> [Activity]: Here the answer should be the line with "name was already" and all the lines after it through the end of the listing, each repeated exactly, and no other text.

> [Data for this task]:
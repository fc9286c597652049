use clap::{Parser, Subcommand};
use std::collections::HashSet;
use std::path::{Path, PathBuf};
use tracing_subscriber::EnvFilter;
use trailer_photo_qc::imaging::{QualityProfile, RawImageInput, RustBackend};
use trailer_photo_qc::pipeline::{self, LabelledInput};
use trailer_photo_qc::{config, imaging, output};
use walkdir::WalkDir;

fn version_string() -> &'static str {
    let on_tag = env!("ON_RELEASE_TAG");
    if on_tag == "true" {
        env!("CARGO_PKG_VERSION")
    } else {
        let hash = env!("GIT_HASH");
        if hash.is_empty() {
            "dev@unknown"
        } else {
            // Leaked once at startup
            Box::leak(format!("dev@{hash}").into_boxed_str())
        }
    }
}

#[derive(Parser)]
#[command(name = "trailer-photo-qc")]
#[command(about = "Quality gate and normalization for trailer audit photos")]
#[command(long_about = "\
Quality gate and normalization for trailer audit photos

Every capture is decoded and bounded to 2560 px, checked for blur and
exposure, tone-corrected, and re-encoded for upload.

Pipeline per capture:

  decode + resize  →  quality gate  →  post-process  →  encode
                          │
                          └─ rejected: too blurry / too dark (retake)

Inputs can be files or directories. Directories are walked recursively and
only files with a supported image extension are picked up.

Run 'trailer-photo-qc gen-config' to generate a documented config.toml.")]
#[command(version = version_string())]
struct Cli {
    /// Config file (missing file = stock defaults)
    #[arg(long, default_value = "config.toml", global = true)]
    config: PathBuf,

    #[command(subcommand)]
    command: Command,
}

#[derive(Subcommand)]
enum Command {
    /// Gate, normalize, and re-encode captures
    Process {
        /// Image files or directories
        #[arg(required = true)]
        inputs: Vec<PathBuf>,

        /// Directory for accepted images
        #[arg(long, default_value = "processed")]
        output: PathBuf,

        /// Use the pro capture quality instead of the standard one
        #[arg(long)]
        pro: bool,

        /// Write a JSON report of every capture to this file
        #[arg(long)]
        report: Option<PathBuf>,
    },
    /// Run the quality gate only and print the metrics
    Check {
        /// Image files or directories
        #[arg(required = true)]
        inputs: Vec<PathBuf>,
    },
    /// Print a stock config.toml with all options documented
    GenConfig,
}

fn main() -> Result<(), Box<dyn std::error::Error>> {
    tracing_subscriber::fmt()
        .with_writer(std::io::stderr)
        .with_env_filter(log_filter())
        .init();

    let cli = Cli::parse();

    match cli.command {
        Command::Process {
            inputs,
            output: output_dir,
            pro,
            report,
        } => {
            let pipeline_config = config::load_config(&cli.config)?;
            init_thread_pool(&pipeline_config.processing);

            let paths = collect_inputs(&inputs)?;
            tracing::info!(count = paths.len(), "processing captures");
            let labelled = paths
                .into_iter()
                .map(|path| {
                    LabelledInput::new(path.display().to_string(), RawImageInput::Path(path))
                })
                .collect();

            let profile = if pro {
                QualityProfile::Pro
            } else {
                QualityProfile::Standard
            };

            let (tx, rx) = std::sync::mpsc::channel();
            let printer = std::thread::spawn(move || {
                for event in rx {
                    for line in output::format_process_event(&event) {
                        println!("{}", line);
                    }
                }
            });
            let result = pipeline::process_batch(
                &RustBackend::new(),
                labelled,
                &pipeline_config,
                profile,
                Some(tx),
            );
            printer.join().unwrap();

            std::fs::create_dir_all(&output_dir)?;
            let mut written = HashSet::new();
            for entry in &result.entries {
                let Some(image) = entry.processed() else {
                    continue;
                };
                let stem = Path::new(&entry.label)
                    .file_stem()
                    .map(|s| s.to_string_lossy().into_owned())
                    .unwrap_or_else(|| entry.label.clone());
                let name = unique_name(&output_dir, &stem, image.format.extension(), &mut written);
                std::fs::write(output_dir.join(name), &image.bytes)?;
            }

            if let Some(report_path) = report {
                let json = serde_json::to_string_pretty(&result.report())?;
                std::fs::write(&report_path, json)?;
                tracing::info!(path = %report_path.display(), "wrote report");
            }

            println!();
            println!("{}", output::format_batch_summary(&result));
        }
        Command::Check { inputs } => {
            let pipeline_config = config::load_config(&cli.config)?;
            let backend = RustBackend::new();
            for path in collect_inputs(&inputs)? {
                let label = path.display().to_string();
                match pipeline::assess_image(&backend, RawImageInput::Path(path), &pipeline_config)
                {
                    Ok(assessment) => output::print_assessment(&label, &assessment),
                    Err(e) => println!("! {} failed at {}: {}", label, e.stage(), e),
                }
            }
        }
        Command::GenConfig => {
            print!("{}", config::stock_config_toml());
        }
    }

    Ok(())
}

/// Initialize the rayon thread pool based on processing config.
///
/// Caps at the number of available CPU cores: user can constrain down, not up.
fn init_thread_pool(processing: &config::ProcessingConfig) {
    let threads = config::effective_threads(processing);
    rayon::ThreadPoolBuilder::new()
        .num_threads(threads)
        .build_global()
        .ok();
}

/// Expand CLI inputs into image files.
///
/// Files are taken as given, whatever their extension (the decoder sniffs the
/// content). Directories are walked recursively in sorted order and filtered to
/// supported image extensions.
fn collect_inputs(inputs: &[PathBuf]) -> Result<Vec<PathBuf>, walkdir::Error> {
    let extensions = imaging::supported_input_extensions();
    let mut files = Vec::new();
    for input in inputs {
        if !input.is_dir() {
            files.push(input.clone());
            continue;
        }
        for entry in WalkDir::new(input).sort_by_file_name() {
            let entry = entry?;
            let supported = entry
                .path()
                .extension()
                .map(|e| e.to_string_lossy().to_lowercase())
                .is_some_and(|e| extensions.contains(&e.as_str()));
            if entry.file_type().is_file() && supported {
                files.push(entry.into_path());
            }
        }
    }
    Ok(files)
}

/// `RUST_LOG` when set and valid, `info` otherwise.
fn log_filter() -> EnvFilter {
    EnvFilter::try_from_default_env().unwrap_or_else(|_| EnvFilter::new("info"))
}

/// `stem.ext`, or `stem-2.ext`, `stem-3.ext`, ... when the name was already
/// used in this run or a file of that name exists in `dir`.
fn unique_name(dir: &Path, stem: &str, extension: &str, taken: &mut HashSet<String>) -> String {
    let mut name = format!("{stem}.{extension}");
    let mut n = 2;
    while taken.contains(&name) || dir.join(&name).exists() {
        name = format!("{stem}-{n}.{extension}");
        n += 1;
    }
    taken.insert(name.clone());
    name
}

> [Answer below]:
/// `stem.ext`, or `stem-2.ext`, `stem-3.ext`, ... when the name was already
/// used in this run or a file of that name exists in `dir`.
fn unique_name(dir: &Path, stem: &str, extension: &str, taken: &mut HashSet<String>) -> String {
    let mut name = format!("{stem}.{extension}");
    let mut n = 2;
    while taken.contains(&name) || dir.join(&name).exists() {
        name = format!("{stem}-{n}.{extension}");
        n += 1;
    }
    taken.insert(name.clone());
    name
}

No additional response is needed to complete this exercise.